Occupancy Class G1 – Offices: Large multi-storey office buildings, banks, consulting rooms, and similar buildings that feature lifts and energy consuming services that operate on a typical daytime occupancy. This includes stand-alone blocks or a campus of buildings that form an office park but operate separately.
In addition to occupancy class, another qualifying criterion is building size. Privately owned buildings (that belong to the occupancy classes listed above) greater than 2000m2 must obtain an EPC. Building owned, operated, or occupied by an organ of state has a minimum size threshold of 1000m2. It is important to note that even if a building is privately owned, if it is OCCUPIED by an “organ of state” the size threshold becomes 1000m2/.
Understanding the exceptions
Of course, there are exceptions to consider.
For example, when it comes to office space (occupancy class G1). This type of occupancy class can be part of a mixed occupancy building – for instance, an industrial property with an office component. In these cases, the building must be evaluated against the following criteria:
– Is the occupancy class of the building that needs an EPC greater than the minimum size threshold (e.g., 2000m2 for privately owned buildings)?
– Is this occupancy class distinct, in other words can a clear boundary be drawn around it?
– Does this occupancy class consume more than 10% of the total building’s energy consumption?
If the answer to all three questions is yes, then this portion of the building would most likely need to be certified.
Let’s unpack this a bit. Say a property owner owns a shopping mall. This is not one of the occupancy classes that need an EPC. But, within the mall there are restaurants and a food court. Does the building owner need to get an EPC for the shopping centre (remember, restaurants and the food court would belong to occupancy class A1)?
– Question 1 – is the area of the restaurants and food court more than 2000m2? Let’s assume it is. So, one of the criteria has been met.
– Question 2 – is the energy consumption of this occupancy class more than 10% of the total building. Let’s assume that all the restaurants and the food court are being metered and it can be determined that the energy consumption is more than 10% of the total building consumption. So, the second of the three criteria have been met.

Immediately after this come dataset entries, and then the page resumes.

//! Pub/sub bus transport over a RESP (Redis-protocol) broker.
//!
//! Every node owns one channel. Unicast publishes to the destination's
//! channel; broadcast publishes to every neighbor's channel, and because
//! flooding-style algorithms also subscribe to their neighbors' channels,
//! a broadcast published to node N's channel is overheard by all of N's
//! neighbors. RESP2 subscriber connections cannot issue PUBLISH, so the
//! transport keeps two connections: one subscribed, one publishing.

use std::collections::BTreeMap;

use tokio::io::{AsyncWriteExt, BufReader};
use tokio::net::TcpStream;
use tokio_util::sync::CancellationToken;

use ruta_wire::{NodeId, Packet};

use crate::error::TransportError;
use crate::resp::{encode_command, read_reply, Reply};
use crate::{RxMessage, RxSender, TxKind, TxReceiver};

#[derive(Debug, Clone)]
pub struct BusConfig {
    pub node: NodeId,
    /// Broker endpoint, `host:port`.
    pub broker: String,
    pub password: Option<String>,
    pub own_channel: String,
    /// Neighbor id -> that neighbor's channel.
    pub peer_channels: BTreeMap<NodeId, String>,
    /// Flooding and LSR listen on neighbor channels so broadcasts
    /// published there are visible; Dijkstra needs only its own channel.
    pub subscribe_peers: bool,
}

pub struct BusTransport;

impl BusTransport {
    /// Connect both broker links, subscribe, and spawn the reader and
    /// publisher loops. Returns once the handshakes are done — a broker
    /// that cannot be reached at startup is a configuration-level error.
    pub async fn spawn(
        config: BusConfig,
        rx: RxSender,
        tx: TxReceiver,
        cancel: CancellationToken,
    ) -> Result<(), TransportError> {
        let mut subscriber = connect_broker(&config).await?;

        let mut channels = vec![config.own_channel.clone()];
        if config.subscribe_peers {
            for channel in config.peer_channels.values() {
                if !channels.contains(channel) {
                    channels.push(channel.clone());
                }
            }
        }
        subscribe(&mut subscriber, &channels).await?;
        log::info!(
            "bus({}): subscribed to {} channel(s) on {}",
            config.node,
            channels.len(),
            config.broker
        );

        let publisher = connect_broker(&config).await?;

        {
            let config = config.clone();
            let cancel = cancel.clone();
            tokio::spawn(run_reader(config, subscriber, rx, cancel));
        }
        tokio::spawn(run_publisher(config, publisher, tx, cancel));

        Ok(())
    }
}

async fn connect_broker(config: &BusConfig) -> Result<BufReader<TcpStream>, TransportError> {
    let socket = TcpStream::connect(&config.broker).await?;
    let mut stream = BufReader::new(socket);

    if let Some(password) = config.password.as_deref() {
        if !password.is_empty() {
            let command = encode_command(&[b"AUTH", password.as_bytes()]);
            stream.get_mut().write_all(&command).await?;
            match read_reply(&mut stream).await? {
                Reply::Simple(_) => {}
                Reply::Error(reply) => {
                    return Err(TransportError::BrokerRefused {
                        command: "AUTH".to_owned(),
                        reply,
                    })
                }
                other => {
                    return Err(TransportError::Protocol(format!(
                        "unexpected AUTH reply: {other:?}"
                    )))
                }
            }
        }
    }

    Ok(stream)
}

async fn subscribe(
    stream: &mut BufReader<TcpStream>,
    channels: &[String],
) -> Result<(), TransportError> {
    let mut parts: Vec<&[u8]> = vec![b"SUBSCRIBE"];
    parts.extend(channels.iter().map(|c| c.as_bytes()));
    stream.get_mut().write_all(&encode_command(&parts)).await?;

    // One confirmation push per channel.
    for _ in channels {
        match read_reply(stream).await? {
            Reply::Array(Some(_)) => {}
            Reply::Error(reply) => {
                return Err(TransportError::BrokerRefused {
                    command: "SUBSCRIBE".to_owned(),
                    reply,
                })
            }
            other => {
                return Err(TransportError::Protocol(format!(
                    "unexpected SUBSCRIBE reply: {other:?}"
                )))
            }
        }
    }
    Ok(())
}

async fn run_reader(
    config: BusConfig,
    mut subscriber: BufReader<TcpStream>,
    rx: RxSender,
    cancel: CancellationToken,
) {
    loop {
        tokio::select! {
            _ = cancel.cancelled() => break,
            reply = read_reply(&mut subscriber) => match reply {
                Ok(reply) => {
                    if !handle_push(&config, reply, &rx).await {
                        break;
                    }
                }
                Err(TransportError::Closed) => {
                    log::warn!("bus({}): broker connection closed", config.node);
                    break;
                }
                Err(err) => {
                    // A framing error desynchronizes the connection; bail
                    // rather than misread everything after it.
                    log::warn!("bus({}): broker stream error: {}", config.node, err);
                    break;
                }
            }
        }
    }
}

/// Decode one subscriber push. Returns `false` only when the engine side
/// of the rx channel is gone.
async fn handle_push(config: &BusConfig, reply: Reply, rx: &RxSender) -> bool {
    let Reply::Array(Some(items)) = reply else {
        return true;
    };
    if items.len() != 3 {
        return true;
    }
    let (Some(kind), Some(channel), Some(payload)) =
        (items[0].as_bulk(), items[1].as_bulk(), items[2].as_bulk())
    else {
        return true;
    };
    if kind != b"message" {
        // subscribe/unsubscribe confirmations
        return true;
    }

    let packet = match Packet::from_json(payload) {
        Ok(packet) => packet,
        Err(err) => {
            log::warn!("bus({}): malformed packet: {}", config.node, err);
            return true;
        }
    };

    // Multi-subscription means our own broadcasts come back to us.
    if packet.from == config.node {
        return true;
    }

    let channel = String::from_utf8_lossy(channel);
    let peer = config
        .peer_channels
        .iter()
        .find(|(_, ch)| ch.as_str() == channel)
        .map(|(id, _)| id.clone());

    rx.send(RxMessage { peer, packet }).await.is_ok()
}

async fn run_publisher(
    config: BusConfig,
    mut publisher: BufReader<TcpStream>,
    mut tx: TxReceiver,
    cancel: CancellationToken,
) {
    loop {
        tokio::select! {
            _ = cancel.cancelled() => break,
            message = tx.recv() => {
                let Some(message) = message else { break };

                let encoded = match message.packet.to_json() {
                    Ok(encoded) => encoded,
                    Err(err) => {
                        log::warn!("bus({}): encode failed: {}", config.node, err);
                        continue;
                    }
                };

                let targets: Vec<(NodeId, String)> = match &message.kind {
                    TxKind::Direct(id) => match config.peer_channels.get(id) {
                        Some(channel) => vec![(id.clone(), channel.clone())],
                        None => {
                            log::warn!(
                                "bus({}): no channel for {}, dropping {}",
                                config.node,
                                id,
                                message.packet
                            );
                            Vec::new()
                        }
                    },
                    TxKind::Broadcast { exclude } => config
                        .peer_channels
                        .iter()
                        .filter(|(id, _)| exclude.as_ref() != Some(id))
                        .map(|(id, channel)| (id.clone(), channel.clone()))
                        .collect(),
                };

                for (id, channel) in targets {
                    if let Err(err) = publish(&mut publisher, &channel, encoded.as_bytes()).await {
                        log::warn!("bus({}): publish to {} failed: {}", config.node, id, err);
                    }
                }
            }
        }
    }
}

async fn publish(
    publisher: &mut BufReader<TcpStream>,
    channel: &str,
    payload: &[u8],
) -> Result<(), TransportError> {
    let command = encode_command(&[b"PUBLISH", channel.as_bytes(), payload]);
    publisher.get_mut().write_all(&command).await?;
    match read_reply(publisher).await? {
        Reply::Integer(_) => Ok(()),
        Reply::Error(reply) => Err(TransportError::BrokerRefused {
            command: "PUBLISH".to_owned(),
            reply,
        }),
        other => Err(TransportError::Protocol(format!(
            "unexpected PUBLISH reply: {other:?}"
        ))),
    }
}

– Question 3 – is this occupancy class distinct? The answer must be no. The restaurants are distributed throughout the shopping centre and the food court is on its own. So, the third of the three criteria have not been met.
The answer then is that the building (the whole shopping centre) does not need and EPC nor does the portion(s) of the building that is class A1 need a certificate.
Penalties for a poor EPC rating
If a property owner fails to obtain and display an EPC (and submit the EPC to SANEDI) before the December 2022 deadline, he or she would be in contravention of the National Energy Act. Contraventions of the Act can be penalised with:
– Up to 5 years in jail.
– A fine of up to R5 million.
– Or both!
The regulations for the display and submission (to SANEDI) of building energy performance certificates make it a legal requirement that property owners must comply with.